A mudança é no formato de contratação, que se ajustou às dinâmicas do mercado ao ampliar as possibilidades de contratos —por obra ou por período (prazo longo)—, de acordo com o planejamento de cada projeto.

Um modelo que fomenta o mercado audiovisual brasileiro, ao permitir mais possibilidades e flexibilidade a todos: à Globo, ao mercado e também aos profissionais. E que, em muito pouco tempo, já mostrou que funciona, com talentos que seguem em projetos recentes e de sucesso da emissora, já no novo formato.

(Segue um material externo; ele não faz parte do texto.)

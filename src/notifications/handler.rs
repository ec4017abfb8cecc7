//! Notification Handler
//!
//! Façade between the delivery channel and the client. Arrivals coming through
//! the listener registry become dispatch tasks; client decisions come back
//! through [`NotificationHandler::submit_response`].
//!
//! The handler registers itself with the listener registry on
//! [`activate`](NotificationHandler::activate) and must be
//! [`deactivate`](NotificationHandler::deactivate)d to be released.

use std::sync::{Arc, Weak};
use std::time::Duration;
use log::{debug, info, warn};
use parking_lot::RwLock;
use thiserror::Error;
use tokio::runtime::Handle;

use crate::notifications::emitter::EventEmitter;
use crate::notifications::error::{HandlerError, HandlerResult};
use crate::notifications::listener::{ListenerError, ListenerRegistry, NotificationListener};
use crate::notifications::message::{generate_identifier, IncomingMessage};
use crate::notifications::presenter::{NotificationPresenter, ResponseBehavior};
use crate::notifications::registry::DispatchTaskRegistry;
use crate::notifications::task::{DispatchTask, TaskContext, TaskOwner, DEFAULT_RESPONSE_TIMEOUT};

/// Handler tuning
#[derive(Debug, Clone, PartialEq)]
pub struct HandlerConfig {
    /// How long the client has to submit a decision
    pub response_timeout: Duration,

    /// Time out every pending task when the handler is deactivated
    pub finalize_on_deactivate: bool,
}

impl Default for HandlerConfig {
    fn default() -> Self {
        Self {
            response_timeout: DEFAULT_RESPONSE_TIMEOUT,
            finalize_on_deactivate: true,
        }
    }
}

/// Handler configuration errors
#[derive(Debug, Error, Clone, PartialEq)]
pub enum ConfigError {
    #[error("Response timeout must be greater than zero")]
    InvalidResponseTimeout,
}

impl HandlerConfig {
    pub fn validate(&self) -> Result<(), ConfigError> {
        if self.response_timeout.is_zero() {
            return Err(ConfigError::InvalidResponseTimeout);
        }
        Ok(())
    }
}

pub struct NotificationHandler {
    listeners: Arc<ListenerRegistry>,
    tasks: Arc<DispatchTaskRegistry>,
    context: TaskContext,
    config: HandlerConfig,
    active: RwLock<bool>,
    this: Weak<NotificationHandler>,
}

impl NotificationHandler {
    pub fn new(
        listeners: Arc<ListenerRegistry>,
        emitter: Arc<dyn EventEmitter>,
        presenter: Arc<dyn NotificationPresenter>,
        config: HandlerConfig,
        runtime: Handle,
    ) -> Arc<Self> {
        let context = TaskContext::new(emitter, presenter, config.response_timeout, runtime);
        Arc::new_cyclic(|this| Self {
            listeners,
            tasks: Arc::new(DispatchTaskRegistry::new()),
            context,
            config,
            active: RwLock::new(false),
            this: this.clone(),
        })
    }

    pub fn config(&self) -> &HandlerConfig {
        &self.config
    }

    pub fn is_active(&self) -> bool {
        *self.active.read()
    }

    /// Start receiving arrivals; calling it twice registers once
    pub fn activate(&self) {
        let mut active = self.active.write();
        if *active {
            return;
        }
        if let Some(listener) = self.as_listener() {
            self.listeners.add_listener(listener);
            *active = true;
            debug!("Notification handler activated");
        }
    }

    /// Stop receiving arrivals and settle the tasks still pending
    pub fn deactivate(&self) {
        {
            let mut active = self.active.write();
            if !*active {
                return;
            }
            if let Some(listener) = self.as_listener() {
                self.listeners.remove_listener(&listener);
            }
            *active = false;
        }

        if self.config.finalize_on_deactivate {
            let expired = self
                .tasks
                .pending()
                .into_iter()
                .filter(|task| task.handle_timeout())
                .count();
            if expired > 0 {
                info!("Timed out {} pending notification(s) on deactivation", expired);
            }
        } else if !self.tasks.is_empty() {
            debug!("Leaving {} pending notification(s) to their timers", self.tasks.len());
        }
        debug!("Notification handler deactivated");
    }

    /// Client decision for a pending notification
    pub fn submit_response(&self, identifier: &str, behavior: &ResponseBehavior) -> HandlerResult<()> {
        let task = self
            .tasks
            .get(identifier)
            .ok_or_else(|| HandlerError::already_handled(identifier))?;
        debug!("Received response for notification {}", identifier);
        task.handle_response(behavior)
    }

    /// Client boundary entry point, `handleNotificationAsync(identifier, behavior)`
    pub async fn handle_notification_async(
        &self,
        identifier: &str,
        behavior: ResponseBehavior,
    ) -> HandlerResult<()> {
        self.submit_response(identifier, &behavior)
    }

    /// Drop a finished task; absent identifiers are ignored
    pub fn on_task_finished(&self, task: &DispatchTask) {
        self.tasks.on_task_finished(task);
    }

    pub fn is_pending(&self, identifier: &str) -> bool {
        self.tasks.contains(identifier)
    }

    pub fn pending_count(&self) -> usize {
        self.tasks.len()
    }

    /// Wait until no task is pending
    pub async fn wait_until_idle(&self) {
        self.tasks.wait_until_empty().await;
    }

    fn as_listener(&self) -> Option<Arc<dyn NotificationListener>> {
        self.this.upgrade().map(|handler| handler as Arc<dyn NotificationListener>)
    }

    fn task_owner(&self) -> Weak<dyn TaskOwner> {
        let owner: Weak<DispatchTaskRegistry> = Arc::downgrade(&self.tasks);
        owner
    }
}

impl NotificationListener for NotificationHandler {
    fn on_message(&self, message: &IncomingMessage) -> Result<(), ListenerError> {
        // Held across insert and start so deactivation cannot interleave.
        let active = self.active.read();
        if !*active {
            warn!("Handler inactive, ignoring notification {}", message.identifier());
            return Ok(());
        }

        debug!("Received notification {}", message.identifier());
        let mut message = message.clone();
        loop {
            let task = Arc::new(DispatchTask::new(
                message.clone(),
                self.context.clone(),
                self.task_owner(),
            ));
            // Registered before start so an immediate response finds it.
            if self.tasks.insert(Arc::clone(&task)) {
                task.start();
                return Ok(());
            }
            // The pending task keeps its identifier; this arrival gets a fresh one.
            let identifier = generate_identifier();
            warn!(
                "Notification {} is already pending, handling duplicate as {}",
                message.identifier(),
                identifier
            );
            message = IncomingMessage::new(Some(identifier), message.payload().clone());
        }
    }

    fn on_deleted_messages(&self) -> Result<(), ListenerError> {
        debug!("Delivery channel reported deleted messages");
        Ok(())
    }

    fn listener_name(&self) -> String {
        "NotificationHandler".to_string()
    }
}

A Globo sempre foi —e continuará sendo— um espaço aberto para novos talentos, onde muitos inclusive almejam estar. Segue acreditando que promover a troca de experiências ao combinar nomes consagrados do grande público e lançamentos é o melhor caminho.

Ao longo dos últimos anos, a Globo realizou um profundo planejamento de renovação e qualificação dos talentos, pesquisando novos profissionais em festivais, escolas de teatros, de roteiros e cinema, em diversas regiões do Brasil. Além de cursos, viagens, workshops e uma série de treinamentos criados para desenvolver e capacitar o elenco para as novas oportunidades e demandas do mercado audiovisual.

É assim, sendo cada vez mais um reflexo do Brasil em todas suas telas, com um olhar profundo para nossas vivências e sotaques, que a Globo segue no centro das conversas —gerando identificação e engajamento com o nosso público— seja no sofá da sala, no celular ou nas redes sociais.